Arithmetic Mean (Mean)
- Formula: x̄ = Σxᵢ / n
- When to use: for interval and ratio data with approximately normal distribution
- Limitations: sensitive to outliers—one extreme value can significantly shift the mean
- Example: the average salary of 10 employees is informative if there are no sharp outliers
Median
- Definition: the value that divides an ordered series of data exactly in half
- When to use: in the presence of outliers, for skewed distributions, for ordinal data
- Advantage: resistant to extreme values
- Example: median income better characterizes the "typical" income of the population than the mean, since incomes are distributed with right skew
Mode
- Definition: the most frequently occurring value in a dataset
- When to use: for nominal data (the only applicable measure of central tendency), for multimodal distributions
- Features: there can be several modes (bimodal, multimodal distribution) or no mode at all
Comparison of Measures by Distribution Type
- Symmetric distribution: Mean ≈ Median ≈ Mode
- Right skew (positive skewness): Mean > Median > Mode
- Left skew (negative skewness): Mean < Median < Mode
Measures of Dispersion (Variance)
Measures of dispersion indicate how much values deviate from the center of the distribution.
Range
- Formula: Range = Max − Min
- The simplest measure, but considers only the two extreme values and is very sensitive to outliers
Variance
- Sample variance formula: s² = Σ(xᵢ − x̄)² / (n − 1)
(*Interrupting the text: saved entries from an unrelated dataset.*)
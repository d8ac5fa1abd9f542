//! Google Cloud Speech-to-Text provider
//!
//! Uses the synchronous `speech:recognize` REST method with a bearer token
//! minted from service-account credentials.

use std::time::Duration;

use async_trait::async_trait;
use base64::Engine as _;
use base64::engine::general_purpose::STANDARD;
use reqwest::{Client, StatusCode};
use serde::{Deserialize, Serialize};
use tracing::{debug, instrument, warn};

use crate::auth::{ServiceAccountCredentials, ServiceAccountTokenProvider};
use crate::config::SpeechConfig;
use crate::error::SpeechError;
use crate::ports::SpeechToText;
use crate::types::{AudioData, RecognitionConfig, Transcription};

/// Cloud Speech recognition provider
#[derive(Debug)]
pub struct CloudSpeechProvider {
    client: Client,
    base_url: String,
    project_id: Option<String>,
    tokens: ServiceAccountTokenProvider,
}

impl CloudSpeechProvider {
    /// Create a provider from configuration
    ///
    /// # Errors
    ///
    /// Returns `SpeechError::Configuration` when credentials are missing, the
    /// credentials JSON cannot be parsed, or its private key is unusable.
    pub fn new(config: &SpeechConfig) -> Result<Self, SpeechError> {
        config.validate().map_err(SpeechError::Configuration)?;
        let json = config
            .stt_credentials_json
            .as_deref()
            .ok_or_else(|| SpeechError::Configuration("STT credentials are required".into()))?;
        let creds = ServiceAccountCredentials::from_json(json)?;

        let mut builder = Client::builder();
        if let Some(timeout_ms) = config.timeout_ms {
            builder = builder.timeout(Duration::from_millis(timeout_ms));
        }
        let client = builder
            .build()
            .map_err(|e| {
                SpeechError::Configuration(format!("Failed to create HTTP client: {e}"))
            })?;

        Ok(Self {
            tokens: ServiceAccountTokenProvider::new(creds, client.clone()),
            client,
            base_url: config.stt_base_url.trim_end_matches('/').to_string(),
            project_id: config.stt_project_id.clone(),
        })
    }

    fn recognize_url(&self) -> String {
        format!("{}/speech:recognize", self.base_url)
    }
}

#[derive(Debug, Serialize)]
struct RecognizeRequest<'a> {
    config: &'a RecognitionConfig,
    audio: RecognitionAudio,
}

#[derive(Debug, Serialize)]
struct RecognitionAudio {
    content: String,
}

#[derive(Debug, Default, Deserialize)]
struct RecognizeResponse {
    #[serde(default)]
    results: Vec<RecognitionResult>,
}

#[derive(Debug, Deserialize)]
#[serde(rename_all = "camelCase")]
struct RecognitionResult {
    #[serde(default)]
    alternatives: Vec<Alternative>,
    #[serde(default)]
    language_code: Option<String>,
}

#[derive(Debug, Deserialize)]
struct Alternative {
    #[serde(default)]
    transcript: String,
    #[serde(default)]
    confidence: Option<f32>,
}

#[derive(Debug, Deserialize)]
struct ApiError {
    error: ApiErrorDetail,
}

#[derive(Debug, Deserialize)]
struct ApiErrorDetail {
    #[serde(default)]
    message: String,
}

#[async_trait]
impl SpeechToText for CloudSpeechProvider {
    #[instrument(skip(self, audio, config), fields(audio_size = audio.size_bytes(), encoding = ?config.encoding, sample_rate = config.sample_rate_hertz))]
    async fn recognize(
        &self,
        audio: AudioData,
        config: &RecognitionConfig,
    ) -> Result<Transcription, SpeechError> {
        if audio.is_empty() {
            return Err(SpeechError::InvalidAudio("Audio data is empty".to_string()));
        }

        let token = self.tokens.access_token().await?;
        let body = RecognizeRequest {
            config,
            audio: RecognitionAudio {
                content: STANDARD.encode(audio.data()),
            },
        };

        let mut request = self
            .client
            .post(self.recognize_url())
            .bearer_auth(token)
            .json(&body);
        if let Some(project) = &self.project_id {
            request = request.header("x-goog-user-project", project);
        }

        let response = request.send().await?;

        let status = response.status();
        if !status.is_success() {
            let error_body = response.text().await.unwrap_or_default();
            let message = serde_json::from_str::<ApiError>(&error_body)
                .map(|e| e.error.message)
                .unwrap_or(error_body);
            warn!(status = %status, message = %message, "Recognition request failed");

            return Err(match status {
                StatusCode::TOO_MANY_REQUESTS => SpeechError::RateLimited,
                StatusCode::UNAUTHORIZED | StatusCode::FORBIDDEN => {
                    SpeechError::Authentication(message)
                },
                _ => SpeechError::TranscriptionFailed(format!("HTTP {status}: {message}")),
            });
        }

        let parsed: RecognizeResponse = response
            .json()
            .await
            .map_err(|e| SpeechError::InvalidResponse(format!("Failed to parse response: {e}")))?;

        let Some(first) = parsed.results.into_iter().next() else {
            warn!("No transcription results returned");
            return Ok(Transcription::new(""));
        };
        let language = first.language_code;
        let Some(best) = first.alternatives.into_iter().next() else {
            warn!("Recognition result has no alternatives");
            return Ok(Transcription::new(""));
        };

        debug!(text_len = best.transcript.len(), "Transcription complete");

        let mut transcription = Transcription::new(best.transcript.trim());
        if let Some(language) = language {
            transcription = transcription.with_language(language);
        }
        if let Some(confidence) = best.confidence {
            transcription = transcription.with_confidence(confidence);
        }
        Ok(transcription)
    }

    fn provider_name(&self) -> &'static str {
        "cloud_speech"
    }
}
- Shows the average squared deviation from the mean
- Division by (n − 1) instead of n is Bessel's correction for unbiased estimation of population variance
Standard Deviation
- Formula: s = √s²
- The most commonly used measure of dispersion, expressed in the same units as the original data
- Interpretation: the larger the SD, the greater the scatter of data; small SD indicates values are concentrated near the mean
Interquartile Range (IQR)
- Formula: IQR = Q3 − Q1 (difference between the 75th and 25th percentiles)
- Resistant to outliers, often used along with the median
Measures of Distribution Shape
Skewness
- Indicates the degree to which a distribution deviates from symmetry
- Skewness = 0 — symmetrical distribution
- Skewness > 0 — right skew (tail stretched to the right, most values on the left)
- Skewness < 0 — left skew (tail stretched to the left)
- Rule: if |Skewness| < 1, skewness is moderate; if > 1 — significant
Kurtosis
- Indicates "sharpness" or "flatness" of a distribution compared to the normal
- Kurtosis = 0 — normal distribution (mesokurtic)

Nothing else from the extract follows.